Sunday, 2 June 2013

Agilaterfall: When Agile becomes Waterfall

Agile when it's adhered to correctly can be very satisfying to a developer due to its productive nature. Constantly delivering working software in small iterations, what's there not to like? However when agile isn't understood and enforced by both the product owner and stakeholders, it can also mean going back to the days of waterfall. To help demonstrate my point lets take a look at the Agile Manifesto (in steps wiki):
  • Individuals and interactions – in agile development, self-organization and motivation are important, as are interactions like co-location and pair programming.
  • Working software – working software will be more useful and welcome than just presenting documents to clients in meetings.
  • Customer collaboration – requirements cannot be fully collected at the beginning of the software development cycle, therefore continuous customer or stakeholder involvement is very important.
  • Responding to change – agile development is focused on quick responses to change and continuous development.
The first two points, "Individuals and Interactions" and "Working Software" can be controlled and implemented by the product owner and development team. The final two points, "Customer collaboration" and "Responding to change", if not done correctly is where waterfall can creep in. I fully agree that not all requirements can be fully collected at the beginning of a project and not always at the start of the sprint during sprint planning. The acceptance criteria on user stories is not always going to be the complete picture and that's where the responding to changes will cater for this.

However in order to respond to changes you firstly need to know what the changes are, and requires the stakeholder to raise these changes after a sprint. These can then be built into the next sprint and burn down charts recalculated. Giving a more accurate reflection on where the project is in its development life-cycle.
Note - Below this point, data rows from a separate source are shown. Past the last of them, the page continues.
use codebook_domain::{
    Color, ConfigFlags, DomainError, Enumeration, FlagSet, HttpMethod, Permission, Priority, Status,
};
use proptest::prelude::*;

fn declared_names<E: Enumeration>() -> Vec<&'static str> {
    E::iter().map(E::name).collect()
}

fn check_total<E>(code: u8) -> Result<(), TestCaseError>
where
    E: Enumeration<Code = u8> + TryFrom<u8, Error = DomainError>,
{
    let rendered = E::render(code);
    match E::from_code(code) {
        Some(case) => {
            prop_assert_eq!(rendered, case.name());
            prop_assert!(E::try_from(code).is_ok());
        }
        None => {
            prop_assert_eq!(rendered, E::FALLBACK);
            prop_assert!(!declared_names::<E>().contains(&rendered));
            prop_assert!(E::try_from(code).is_err());
        }
    }
    Ok(())
}

proptest! {
    #[test]
    fn render_is_total_for_every_enumeration(code in any::<u8>()) {
        check_total::<Status>(code)?;
        check_total::<Priority>(code)?;
        check_total::<HttpMethod>(code)?;
        check_total::<Color>(code)?;
    }

    #[test]
    fn has_is_bitwise_containment(set in any::<u8>(), required in any::<u8>()) {
        prop_assert_eq!(Permission::has_bits(set, required), set & required == required);
        prop_assert!(Permission::has_bits(set, 0));
    }

    #[test]
    fn single_flag_membership(set in any::<u32>(), index in 0usize..5) {
        let (flag, label) = ConfigFlags::LABELS[index];
        let rendered = ConfigFlags::render_bits(set);
        let present = set & flag.bits() != 0;
        prop_assert_eq!(ConfigFlags::has_bits(set, flag.bits()), present);
        prop_assert_eq!(rendered.split(',').any(|part| part == label), present);
    }

    #[test]
    fn render_then_parse_keeps_known_bits(set in any::<u32>()) {
        let flags = ConfigFlags::from(set);
        let parsed = ConfigFlags::parse(&flags.render()).expect("rendered labels parse");
        prop_assert_eq!(parsed, flags & ConfigFlags::all());
    }

    #[test]
    fn rendered_labels_follow_declared_order(set in any::<u8>()) {
        let rendered = Permission::render_bits(set);
        if set & Permission::all().bits() == 0 {
            prop_assert_eq!(rendered, "None");
        } else {
            let order: Vec<usize> = rendered
                .split('|')
                .map(|part| {
                    Permission::LABELS.iter().position(|(_, label)| *label == part).expect("known label")
                })
                .collect();
            prop_assert!(order.windows(2).all(|pair| pair[0] < pair[1]));
        }
    }
}
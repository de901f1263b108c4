use std::borrow::Cow;

/// Errors raised by the strict conversions into domain types.
///
/// Rendering never produces these; only `TryFrom`, `FromStr`, [`crate::FlagSet::parse`] and
/// deserialization do.
#[codebook_derive::codebook_error]
#[derive(Clone, PartialEq, Eq)]
pub enum DomainError {
    /// The integer code does not map to any case of the enumeration.
    #[error("Unknown {kind} code {code}{}", format_context(.context))]
    UnknownCode { kind: &'static str, code: u64, context: Option<Cow<'static, str>> },

    /// The name does not match any case of the enumeration.
    #[error("Unknown {kind} name '{name}'{}", format_context(.context))]
    UnknownName { kind: &'static str, name: Cow<'static, str>, context: Option<Cow<'static, str>> },

    /// A segment of a rendered flag set does not name a known flag.
    #[error("Unknown {kind} flag '{name}'{}", format_context(.context))]
    UnknownFlag { kind: &'static str, name: Cow<'static, str>, context: Option<Cow<'static, str>> },
}
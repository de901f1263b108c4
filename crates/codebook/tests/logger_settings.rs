use codebook::domain::config::Settings;
use codebook::logger::{LevelFilter, LoggerError};
use codebook::{ConfigFlags, effective_level, logger_builder};

fn settings_with_level(level: &str) -> Settings {
    let mut settings = Settings::default();
    settings.logging.level = level.to_owned();
    settings.runtime.flags = ConfigFlags::empty();
    settings
}

#[test]
fn unknown_level_is_rejected() {
    let settings = settings_with_level("chatty");

    let err = logger_builder(&settings).expect_err("level must be known");
    assert!(matches!(err, LoggerError::InvalidConfiguration { .. }));
    assert!(effective_level(&settings).is_err());
}

#[test]
fn configured_level_is_kept_without_debug_switches() {
    assert_eq!(effective_level(&settings_with_level("info")).unwrap(), LevelFilter::INFO);
    assert_eq!(effective_level(&settings_with_level("warn")).unwrap(), LevelFilter::WARN);
}

#[test]
fn enable_debug_flag_raises_info_to_debug() {
    let mut settings = settings_with_level("info");
    settings.runtime.flags = ConfigFlags::LOG_REQUESTS | ConfigFlags::ENABLE_DEBUG;
    assert_eq!(effective_level(&settings).unwrap(), LevelFilter::DEBUG);
}

#[test]
fn debug_switch_raises_error_to_debug() {
    let mut settings = settings_with_level("error");
    settings.runtime.debug = true;
    assert_eq!(effective_level(&settings).unwrap(), LevelFilter::DEBUG);
}

#[test]
fn debug_switches_never_lower_trace() {
    let mut settings = settings_with_level("trace");
    settings.runtime.debug = true;
    settings.runtime.flags = ConfigFlags::ENABLE_DEBUG;
    assert_eq!(effective_level(&settings).unwrap(), LevelFilter::TRACE);
}

#[test]
fn builder_accepts_filter_directives() {
    let mut settings = settings_with_level("info");
    settings.logging.filter = Some("codebook=trace".to_owned());
    assert!(logger_builder(&settings).is_ok());
}
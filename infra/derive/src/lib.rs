#![allow(unreachable_pub)]

//! # Macros
//!
//! Procedural macros shared by the codebook crates.
//!
//! Currently this is a single attribute, [`macro@codebook_error`], which every crate in the
//! workspace uses to declare its error enum.

mod error;

use proc_macro::TokenStream;
use syn::{DeriveInput, parse_macro_input};

/// Attribute macro for declaring a crate error enum.
///
/// # What it adds
///
/// * `#[derive(Debug, thiserror::Error)]` unless the enum already derives them.
/// * A companion `<Name>Ext` trait with `.context(..)`, implemented for `Result<T, Name>`
///   and for `Result<T, Source>` of every variant that wraps a source error.
/// * `From<Source>` for every variant with a `source` field (or a field marked
///   `#[source]` / `#[from]`), so `?` works on upstream errors.
/// * `From<&'static str>` and `From<String>` when the enum has an `Internal` variant
///   with a `message` field.
/// * A private `format_context` helper to be used inside `#[error(..)]` strings.
///
/// # Requirements
///
/// * Applied to an enum whose variants all use named fields.
/// * Variants with a source must also carry `context: Option<Cow<'static, str>>`.
///
/// # Example
///
/// ```rust,ignore
/// use std::borrow::Cow;
///
/// #[codebook_derive::codebook_error]
/// pub enum StoreError {
///     #[error("IO error{}: {source}", format_context(.context))]
///     Io { source: std::io::Error, context: Option<Cow<'static, str>> },
///
///     #[error("Internal store error{}: {message}", format_context(.context))]
///     Internal { message: Cow<'static, str>, context: Option<Cow<'static, str>> },
/// }
///
/// fn open(path: &str) -> Result<std::fs::File, StoreError> {
///     std::fs::File::open(path).context("Opening store file")
/// }
/// ```
#[proc_macro_attribute]
pub fn codebook_error(_args: TokenStream, item: TokenStream) -> TokenStream {
    let input = parse_macro_input!(item as DeriveInput);
    error::expand(input).unwrap_or_else(syn::Error::into_compile_error).into()
}
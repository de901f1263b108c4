#[test]
fn codebook_error_ui() {
    let t = trybuild::TestCases::new();
    t.pass("tests/ui/codebook_error_pass.rs");
    t.pass("tests/ui/codebook_error_message_only.rs");
    t.compile_fail("tests/ui/codebook_error_tuple_variant.rs");
    t.compile_fail("tests/ui/codebook_error_no_context.rs");
    t.compile_fail("tests/ui/codebook_error_bad_context_type.rs");
    t.compile_fail("tests/ui/codebook_error_duplicate_source.rs");
}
A stakeholder without the understanding of agile and the purpose of using such a software development methodology can be potentially damaging to the project. If these changes are not raised in the first instant and left to the end of the project, then you are essentially adhering to waterfall. You are then in the situation of adding unplanned time to the end of the project due to the stakeholders new requirements.

Conclusion

The two main points to take away from this:
  1. Have good user experience (UX) and business analysts to ensure acceptance criteria is as complete as possible.
  2. Ensuring the stakeholder fully embraces the nature of agile and reports changes or issues during sprints. Not at the end of the project and therefore reverting to a waterfall approach.